# Directions
All of the data below is to be copied again without changes.

Collected data entries
===============

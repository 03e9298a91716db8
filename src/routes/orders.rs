use axum::{
    Json, Router,
    extract::State,
    routing::{delete, get, post, put},
};

use crate::{
    dto::orders::{
        AdminOrderList, CreateCheckoutSessionRequest, DeletedOrders, OrderList, OrderWithItems,
        PlacedOrder, UpdateOrderStatusRequest, VerifyPaymentRequest,
    },
    error::AppResult,
    extract::{AppJson, AppPath},
    middleware::auth::AuthUser,
    models::Order,
    response::ApiResponse,
    services::{admin_service, order_service},
    state::AppState,
};

pub fn router() -> Router<AppState> {
    Router::new()
        .route("/", get(list_orders))
        .route("/create-checkout-session", post(create_checkout_session))
        .route("/verify-payment", post(verify_payment))
        .route("/admin/all", get(list_all_orders))
        .route("/admin/delete-all", delete(delete_all_orders))
        .route("/admin/{id}", put(update_order_status))
        .route("/{id}", get(get_order))
}

#[utoipa::path(
    get,
    path = "/api/v1/order",
    responses(
        (status = 200, description = "Caller's orders with items", body = ApiResponse<OrderList>)
    ),
    security(("bearer_auth" = [])),
    tag = "Orders"
)]
pub async fn list_orders(
    State(state): State<AppState>,
    user: AuthUser,
) -> AppResult<Json<ApiResponse<OrderList>>> {
    let resp = order_service::list_orders(&state, &user).await?;
    Ok(Json(resp))
}

#[utoipa::path(
    get,
    path = "/api/v1/order/{id}",
    params(
        ("id" = i64, Path, description = "Order ID")
    ),
    responses(
        (status = 200, description = "Order with items", body = ApiResponse<OrderWithItems>),
        (status = 404, description = "Order not found")
    ),
    security(("bearer_auth" = [])),
    tag = "Orders"
)]
pub async fn get_order(
    State(state): State<AppState>,
    user: AuthUser,
    AppPath(id): AppPath<i64>,
) -> AppResult<Json<ApiResponse<OrderWithItems>>> {
    let resp = order_service::get_order(&state, &user, id).await?;
    Ok(Json(resp))
}

#[utoipa::path(
    post,
    path = "/api/v1/order/create-checkout-session",
    request_body = CreateCheckoutSessionRequest,
    responses(
        (status = 200, description = "Provider session object", body = ApiResponse<serde_json::Value>),
        (status = 400, description = "Invalid line items"),
        (status = 500, description = "Payment provider error")
    ),
    security(("bearer_auth" = [])),
    tag = "Orders"
)]
pub async fn create_checkout_session(
    State(state): State<AppState>,
    user: AuthUser,
    AppJson(payload): AppJson<CreateCheckoutSessionRequest>,
) -> AppResult<Json<ApiResponse<serde_json::Value>>> {
    let resp = order_service::create_checkout_session(&state, &user, payload).await?;
    Ok(Json(resp))
}

#[utoipa::path(
    post,
    path = "/api/v1/order/verify-payment",
    request_body = VerifyPaymentRequest,
    responses(
        (status = 200, description = "Order recorded", body = ApiResponse<PlacedOrder>),
        (status = 400, description = "Payment not completed"),
        (status = 403, description = "Session belongs to another user"),
        (status = 409, description = "Order already recorded for this session")
    ),
    security(("bearer_auth" = [])),
    tag = "Orders"
)]
pub async fn verify_payment(
    State(state): State<AppState>,
    user: AuthUser,
    AppJson(payload): AppJson<VerifyPaymentRequest>,
) -> AppResult<Json<ApiResponse<PlacedOrder>>> {
    let resp = order_service::verify_payment(&state, &user, payload).await?;
    Ok(Json(resp))
}

#[utoipa::path(
    get,
    path = "/api/v1/order/admin/all",
    responses(
        (status = 200, description = "Every order with its buyer", body = ApiResponse<AdminOrderList>),
        (status = 403, description = "Admin access required")
    ),
    security(("bearer_auth" = [])),
    tag = "Admin"
)]
pub async fn list_all_orders(
    State(state): State<AppState>,
    user: AuthUser,
) -> AppResult<Json<ApiResponse<AdminOrderList>>> {
    let resp = admin_service::list_all_orders(&state, &user).await?;
    Ok(Json(resp))
}

#[utoipa::path(
    put,
    path = "/api/v1/order/admin/{id}",
    params(
        ("id" = i64, Path, description = "Order ID")
    ),
    request_body = UpdateOrderStatusRequest,
    responses(
        (status = 200, description = "Order status updated", body = ApiResponse<Order>),
        (status = 400, description = "Missing status"),
        (status = 404, description = "Order not found")
    ),
    security(("bearer_auth" = [])),
    tag = "Admin"
)]
pub async fn update_order_status(
    State(state): State<AppState>,
    user: AuthUser,
    AppPath(id): AppPath<i64>,
    AppJson(payload): AppJson<UpdateOrderStatusRequest>,
) -> AppResult<Json<ApiResponse<Order>>> {
    let resp = admin_service::update_order_status(&state, &user, id, payload).await?;
    Ok(Json(resp))
}

#[utoipa::path(
    delete,
    path = "/api/v1/order/admin/delete-all",
    responses(
        (status = 200, description = "All orders deleted", body = ApiResponse<DeletedOrders>),
        (status = 403, description = "Admin access required")
    ),
    security(("bearer_auth" = [])),
    tag = "Admin"
)]
pub async fn delete_all_orders(
    State(state): State<AppState>,
    user: AuthUser,
) -> AppResult<Json<ApiResponse<DeletedOrders>>> {
    let resp = admin_service::delete_all_orders(&state, &user).await?;
    Ok(Json(resp))
}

===============

# Response area
repository 03e9298a91716db8
filename src/routes/orders.rs
use axum::{
    Json, Router,
    extract::State,
    routing::{delete, get, post, put},
};

use crate::{
    dto::orders::{
        AdminOrderList, CreateCheckoutSessionRequest, DeletedOrders, OrderList, OrderWithItems,
        PlacedOrder, UpdateOrderStatusRequest, VerifyPaymentRequest,
    },
    error::AppResult,
    extract::{AppJson, AppPath},
    middleware::auth::AuthUser,
    models::Order,
    response::ApiResponse,
    services::{admin_service, order_service},
    state::AppState,
};

pub fn router() -> Router<AppState> {
    Router::new()
        .route("/", get(list_orders))
        .route("/create-checkout-session", post(create_checkout_session))
        .route("/verify-payment", post(verify_payment))
        .route("/admin/all", get(list_all_orders))
        .route("/admin/delete-all", delete(delete_all_orders))
        .route("/admin/{id}", put(update_order_status))
        .route("/{id}", get(get_order))
}

#[utoipa::path(
    get,
    path = "/api/v1/order",
    responses(
        (status = 200, description = "Caller's orders with items", body = ApiResponse<OrderList>)
    ),
    security(("bearer_auth" = [])),
    tag = "Orders"
)]
pub async fn list_orders(
    State(state): State<AppState>,
    user: AuthUser,
) -> AppResult<Json<ApiResponse<OrderList>>> {
    let resp = order_service::list_orders(&state, &user).await?;
    Ok(Json(resp))
}

#[utoipa::path(
    get,
    path = "/api/v1/order/{id}",
    params(
        ("id" = i64, Path, description = "Order ID")
    ),
    responses(
        (status = 200, description = "Order with items", body = ApiResponse<OrderWithItems>),
        (status = 404, description = "Order not found")
    ),
    security(("bearer_auth" = [])),
    tag = "Orders"
)]
pub async fn get_order(
    State(state): State<AppState>,
    user: AuthUser,
    AppPath(id): AppPath<i64>,
) -> AppResult<Json<ApiResponse<OrderWithItems>>> {
    let resp = order_service::get_order(&state, &user, id).await?;
    Ok(Json(resp))
}

#[utoipa::path(
    post,
    path = "/api/v1/order/create-checkout-session",
    request_body = CreateCheckoutSessionRequest,
    responses(
        (status = 200, description = "Provider session object", body = ApiResponse<serde_json::Value>),
        (status = 400, description = "Invalid line items"),
        (status = 500, description = "Payment provider error")
    ),
    security(("bearer_auth" = [])),
    tag = "Orders"
)]
pub async fn create_checkout_session(
    State(state): State<AppState>,
    user: AuthUser,
    AppJson(payload): AppJson<CreateCheckoutSessionRequest>,
) -> AppResult<Json<ApiResponse<serde_json::Value>>> {
    let resp = order_service::create_checkout_session(&state, &user, payload).await?;
    Ok(Json(resp))
}

#[utoipa::path(
    post,
    path = "/api/v1/order/verify-payment",
    request_body = VerifyPaymentRequest,
    responses(
        (status = 200, description = "Order recorded", body = ApiResponse<PlacedOrder>),
        (status = 400, description = "Payment not completed"),
        (status = 403, description = "Session belongs to another user"),
        (status = 409, description = "Order already recorded for this session")
    ),
    security(("bearer_auth" = [])),
    tag = "Orders"
)]
pub async fn verify_payment(
    State(state): State<AppState>,
    user: AuthUser,
    AppJson(payload): AppJson<VerifyPaymentRequest>,
) -> AppResult<Json<ApiResponse<PlacedOrder>>> {
    let resp = order_service::verify_payment(&state, &user, payload).await?;
    Ok(Json(resp))
}

#[utoipa::path(
    get,
    path = "/api/v1/order/admin/all",
    responses(
        (status = 200, description = "Every order with its buyer", body = ApiResponse<AdminOrderList>),
        (status = 403, description = "Admin access required")
    ),
    security(("bearer_auth" = [])),
    tag = "Admin"
)]
pub async fn list_all_orders(
    State(state): State<AppState>,
    user: AuthUser,
) -> AppResult<Json<ApiResponse<AdminOrderList>>> {
    let resp = admin_service::list_all_orders(&state, &user).await?;
    Ok(Json(resp))
}

#[utoipa::path(
    put,
    path = "/api/v1/order/admin/{id}",
    params(
        ("id" = i64, Path, description = "Order ID")
    ),
    request_body = UpdateOrderStatusRequest,
    responses(
        (status = 200, description = "Order status updated", body = ApiResponse<Order>),
        (status = 400, description = "Missing status"),
        (status = 404, description = "Order not found")
    ),
    security(("bearer_auth" = [])),
    tag = "Admin"
)]
pub async fn update_order_status(
    State(state): State<AppState>,
    user: AuthUser,
    AppPath(id): AppPath<i64>,
    AppJson(payload): AppJson<UpdateOrderStatusRequest>,
) -> AppResult<Json<ApiResponse<Order>>> {
    let resp = admin_service::update_order_status(&state, &user, id, payload).await?;
    Ok(Json(resp))
}

#[utoipa::path(
    delete,
    path = "/api/v1/order/admin/delete-all",
    responses(
        (status = 200, description = "All orders deleted", body = ApiResponse<DeletedOrders>),
        (status = 403, description = "Admin access required")
    ),
    security(("bearer_auth" = [])),
    tag = "Admin"
)]
pub async fn delete_all_orders(
    State(state): State<AppState>,
    user: AuthUser,
) -> AppResult<Json<ApiResponse<DeletedOrders>>> {
    let resp = admin_service::delete_all_orders(&state, &user).await?;
    Ok(Json(resp))
}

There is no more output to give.